[[ Available records, beginning ]]

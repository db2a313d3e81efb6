use assert_cmd::Command;
use clap::Parser;
use mockito::{Matcher, Mock, Server, ServerGuard};
use restfeature::{Format, OutFields};
use restfeature_cli::{Command as Subcommand, Restfeature};
use rstest::{fixture, rstest};
use tracing::{level_filters::LevelFilter, metadata::Level};

const LAYER: &str = "/arcgis/rest/services/Beaches/MapServer/6";

#[fixture]
fn command() -> Command {
    assert_cmd::cargo::cargo_bin_cmd!("restfeature")
}

fn mock_layer(server: &mut ServerGuard, count: u64) -> Vec<Mock> {
    let metadata = server
        .mock("POST", LAYER)
        .match_body(Matcher::UrlEncoded("f".into(), "json".into()))
        .with_body_from_file("../core/data/beaches-layer.json")
        .create();
    let count = server
        .mock("POST", format!("{LAYER}/query").as_str())
        .match_body(Matcher::UrlEncoded("returnCountOnly".into(), "true".into()))
        .with_body(format!(r#"{{"count": {count}}}"#))
        .create();
    vec![metadata, count]
}

#[rstest]
fn offsets(mut command: Command) {
    command
        .arg("offsets")
        .arg("250")
        .arg("100")
        .arg("--compact-json")
        .arg("true")
        .assert()
        .success()
        .stdout("[0,100,200]\n");
}

#[rstest]
fn offsets_invalid_max_record_count(mut command: Command) {
    command
        .arg("offsets")
        .arg("250")
        .arg("-1")
        .assert()
        .failure();
}

#[rstest]
fn count(mut command: Command) {
    let mut server = Server::new();
    let count = server
        .mock("POST", format!("{LAYER}/query").as_str())
        .match_body(Matcher::AllOf(vec![
            Matcher::UrlEncoded("returnCountOnly".into(), "true".into()),
            Matcher::UrlEncoded("where".into(), "CITY = 'DAYTONA BEACH'".into()),
        ]))
        .with_body(r#"{"count": 12}"#)
        .expect(1)
        .create();
    command
        .arg("count")
        .arg(format!("{}{LAYER}", server.url()))
        .arg("--where")
        .arg("CITY = 'DAYTONA BEACH'")
        .assert()
        .success()
        .stdout("12\n");
    count.assert();
}

#[rstest]
fn get_to_file(mut command: Command) {
    let mut server = Server::new();
    let _layer = mock_layer(&mut server, 3);
    let chunk = server
        .mock("POST", format!("{LAYER}/query").as_str())
        .match_body(Matcher::AllOf(vec![
            Matcher::UrlEncoded("returnCountOnly".into(), "false".into()),
            Matcher::UrlEncoded("resultOffset".into(), "0".into()),
        ]))
        .with_body_from_file("../core/data/beaches-0.json")
        .expect(1)
        .create();
    let temp_dir = tempfile::tempdir().unwrap();
    let outfile = temp_dir.path().join("beaches.geojson");
    command
        .arg("get")
        .arg(format!("{}{LAYER}", server.url()))
        .arg(&outfile)
        .assert()
        .success();
    chunk.assert();
    let value: serde_json::Value =
        serde_json::from_str(&std::fs::read_to_string(outfile).unwrap()).unwrap();
    assert_eq!(value["type"], "FeatureCollection");
    assert_eq!(value["features"].as_array().unwrap().len(), 3);
    assert!(value.get("crs").is_some());
}

#[rstest]
fn info(mut command: Command) {
    let mut server = Server::new();
    let _layer = mock_layer(&mut server, 3);
    let output = command
        .arg("info")
        .arg(format!("{}{LAYER}", server.url()))
        .output()
        .unwrap();
    assert!(output.status.success());
    let value: serde_json::Value = serde_json::from_slice(&output.stdout).unwrap();
    assert_eq!(value["name"], "Beaches");
    assert_eq!(value["count"], 3);
    assert_eq!(value["maxRecordCount"], 100);
    assert_eq!(value["fields"][0]["type"], "OID");
}

#[rstest]
fn not_a_layer_url(mut command: Command) {
    command
        .arg("info")
        .arg("https://example.com/arcgis/rest/services/Beaches/MapServer")
        .assert()
        .failure();
}

#[test]
fn compact_json() {
    let restfeature = Restfeature::parse_from(["restfeature", "offsets", "1", "1"]);
    assert!(!restfeature.compact_json(None));
    assert!(restfeature.compact_json(Some("out.geojson")));

    let restfeature =
        Restfeature::parse_from(["restfeature", "-c", "false", "offsets", "1", "1"]);
    assert!(!restfeature.compact_json(Some("out.geojson")));

    let restfeature = Restfeature::parse_from(["restfeature", "-c", "true", "offsets", "1", "1"]);
    assert!(restfeature.compact_json(None));
}

#[test]
fn log_level() {
    let restfeature = Restfeature::parse_from(["restfeature", "offsets", "1", "1"]);
    assert_eq!(restfeature.log_level(), Some(Level::ERROR));

    let restfeature = Restfeature::parse_from(["restfeature", "-vv", "offsets", "1", "1"]);
    assert_eq!(restfeature.log_level(), Some(Level::INFO));

    let restfeature = Restfeature::parse_from(["restfeature", "-q", "offsets", "1", "1"]);
    assert_eq!(restfeature.log_level(), None);
}

#[test]
fn level_filter() {
    let restfeature = Restfeature::parse_from(["restfeature", "offsets", "1", "1"]);
    assert_eq!(restfeature.level_filter(), LevelFilter::ERROR);

    let restfeature = Restfeature::parse_from(["restfeature", "-q", "offsets", "1", "1"]);
    assert_eq!(restfeature.level_filter(), LevelFilter::OFF);

    let restfeature = Restfeature::parse_from(["restfeature", "-vvvv", "offsets", "1", "1"]);
    assert_eq!(restfeature.level_filter(), LevelFilter::TRACE);
}

#[test]
fn get_arguments() {
    let restfeature = Restfeature::parse_from([
        "restfeature",
        "--token",
        "secret",
        "--concurrency",
        "2",
        "get",
        "https://example.com/arcgis/rest/services/Beaches/MapServer/6",
        "--out-fields",
        "NAME, CITY",
        "--format",
        "geojson",
        "--head",
        "5",
    ]);
    assert_eq!(restfeature.token(), Some("secret"));
    assert_eq!(restfeature.concurrency(), 2);
    let Subcommand::Get {
        out_fields,
        format,
        head,
        where_clause,
        ..
    } = restfeature.command()
    else {
        panic!("expected get");
    };
    assert_eq!(
        out_fields.as_ref(),
        Some(&OutFields::FieldList(vec![
            "NAME".to_string(),
            "CITY".to_string()
        ]))
    );
    assert_eq!(*format, Some(Format::GeoJson));
    assert_eq!(*head, Some(5));
    assert_eq!(where_clause, "1=1");
}

#[test]
fn head_and_sample_conflict() {
    let result = Restfeature::try_parse_from([
        "restfeature",
        "get",
        "https://example.com/arcgis/rest/services/Beaches/MapServer/6",
        "--head",
        "5",
        "--sample",
        "5",
    ]);
    assert!(result.is_err());
}
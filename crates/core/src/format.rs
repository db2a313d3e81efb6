use crate::{Error, FeatureTable, Result, SpatialReference, esri::FeatureSet};
use geojson::FeatureCollection;
use serde_json::Value;
use std::{fmt::Display, str::FromStr};

/// The format of a query response (the `f` parameter).
#[derive(Debug, Copy, Clone, Default, PartialEq, Eq)]
pub enum Format {
    /// Esri JSON feature sets (`f=json`, the default).
    #[default]
    EsriJson,

    /// GeoJSON feature collections (`f=geojson`).
    GeoJson,
}

impl Format {
    /// Decodes a chunk of features from response bytes in this format.
    ///
    /// # Examples
    ///
    /// ```
    /// use restfeature::Format;
    ///
    /// let bytes = br#"{"spatialReference": {"wkid": 4326}, "features": [
    ///     {"attributes": {"OBJECTID": 1}, "geometry": {"x": -81.0, "y": 29.2}}
    /// ]}"#;
    /// let chunk = Format::EsriJson.from_bytes(bytes).unwrap();
    /// assert_eq!(chunk.len(), 1);
    /// ```
    pub fn from_bytes(&self, bytes: impl AsRef<[u8]>) -> Result<FeatureTable> {
        let value: Value = serde_json::from_slice(bytes.as_ref())?;
        self.from_value(value)
    }

    /// Decodes a chunk of features from a JSON value in this format.
    pub fn from_value(&self, value: Value) -> Result<FeatureTable> {
        match self {
            Format::EsriJson => {
                let feature_set: FeatureSet = serde_json::from_value(value)?;
                if feature_set.exceeded_transfer_limit {
                    tracing::debug!("feature set exceeded the transfer limit");
                }
                Ok(feature_set.into_table())
            }
            Format::GeoJson => {
                let mut feature_collection = FeatureCollection::try_from(value)?;
                let spatial_reference = feature_collection
                    .foreign_members
                    .as_mut()
                    .and_then(|members| members.remove("crs"))
                    .map(|crs| {
                        SpatialReference::from_geojson_crs(&crs).ok_or(Error::InvalidValue {
                            key: "crs".to_string(),
                            value: crs,
                        })
                    })
                    .transpose()?
                    .unwrap_or_else(SpatialReference::wgs84);
                Ok(FeatureTable::new(
                    feature_collection.features,
                    Some(spatial_reference),
                ))
            }
        }
    }
}

impl Display for Format {
    fn fmt(&self, f: &mut std::fmt::Formatter<'_>) -> std::fmt::Result {
        match self {
            Format::EsriJson => f.write_str("json"),
            Format::GeoJson => f.write_str("geojson"),
        }
    }
}

impl FromStr for Format {
    type Err = Error;

    fn from_str(s: &str) -> Result<Format> {
        match s.to_ascii_lowercase().as_str() {
            "json" | "esrijson" | "esri-json" => Ok(Format::EsriJson),
            "geojson" => Ok(Format::GeoJson),
            _ => Err(Error::UnsupportedFormat(s.to_string())),
        }
    }
}

#[cfg(test)]
mod tests {
    use super::Format;
    use crate::{Error, SpatialReference};

    #[test]
    fn parse() {
        assert_eq!("json".parse::<Format>().unwrap(), Format::EsriJson);
        assert_eq!("ESRIJSON".parse::<Format>().unwrap(), Format::EsriJson);
        assert_eq!("GeoJSON".parse::<Format>().unwrap(), Format::GeoJson);
        assert!(matches!(
            "pbf".parse::<Format>().unwrap_err(),
            Error::UnsupportedFormat(_)
        ));
    }

    #[test]
    fn display_round_trip() {
        for format in [Format::EsriJson, Format::GeoJson] {
            assert_eq!(format.to_string().parse::<Format>().unwrap(), format);
        }
    }

    #[test]
    fn esri_json_page() {
        let chunk = Format::EsriJson
            .from_bytes(include_bytes!("../data/beaches-0.json"))
            .unwrap();
        assert_eq!(chunk.len(), 3);
        assert_eq!(
            chunk.spatial_reference(),
            Some(&SpatialReference::from_epsg(2236))
        );
    }

    #[test]
    fn geojson_page_defaults_to_wgs84() {
        let chunk = Format::GeoJson
            .from_bytes(include_bytes!("../data/beaches-0.geojson"))
            .unwrap();
        assert_eq!(chunk.len(), 2);
        assert!(chunk.spatial_reference().unwrap().is_wgs84());
    }

    #[test]
    fn geojson_page_with_legacy_crs() {
        let bytes = br#"{"type": "FeatureCollection", "features": [],
            "crs": {"type": "name", "properties": {"name": "EPSG:3857"}}}"#;
        let chunk = Format::GeoJson.from_bytes(bytes).unwrap();
        assert_eq!(chunk.spatial_reference().unwrap().epsg(), Some(3857));
    }

    #[test]
    fn malformed() {
        assert!(matches!(
            Format::EsriJson.from_bytes(b"<html>").unwrap_err(),
            Error::SerdeJson(_)
        ));
        assert!(Format::GeoJson.from_bytes(br#"{"type": "Point"}"#).is_err());
    }
}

[[ Available records, end ]]

» **What the task asks**: Your reply should be nothing but the lines from the one containing "let chunk = Format::GeoJson.from_bytes(bytes).unwrap();" through the last line above, copied exactly; please include both ends.

» **Answer area**:
        let chunk = Format::GeoJson.from_bytes(bytes).unwrap();
        assert_eq!(chunk.spatial_reference().unwrap().epsg(), Some(3857));
    }

    #[test]
    fn malformed() {
        assert!(matches!(
            Format::EsriJson.from_bytes(b"<html>").unwrap_err(),
            Error::SerdeJson(_)
        ));
        assert!(Format::GeoJson.from_bytes(br#"{"type": "Point"}"#).is_err());
    }
}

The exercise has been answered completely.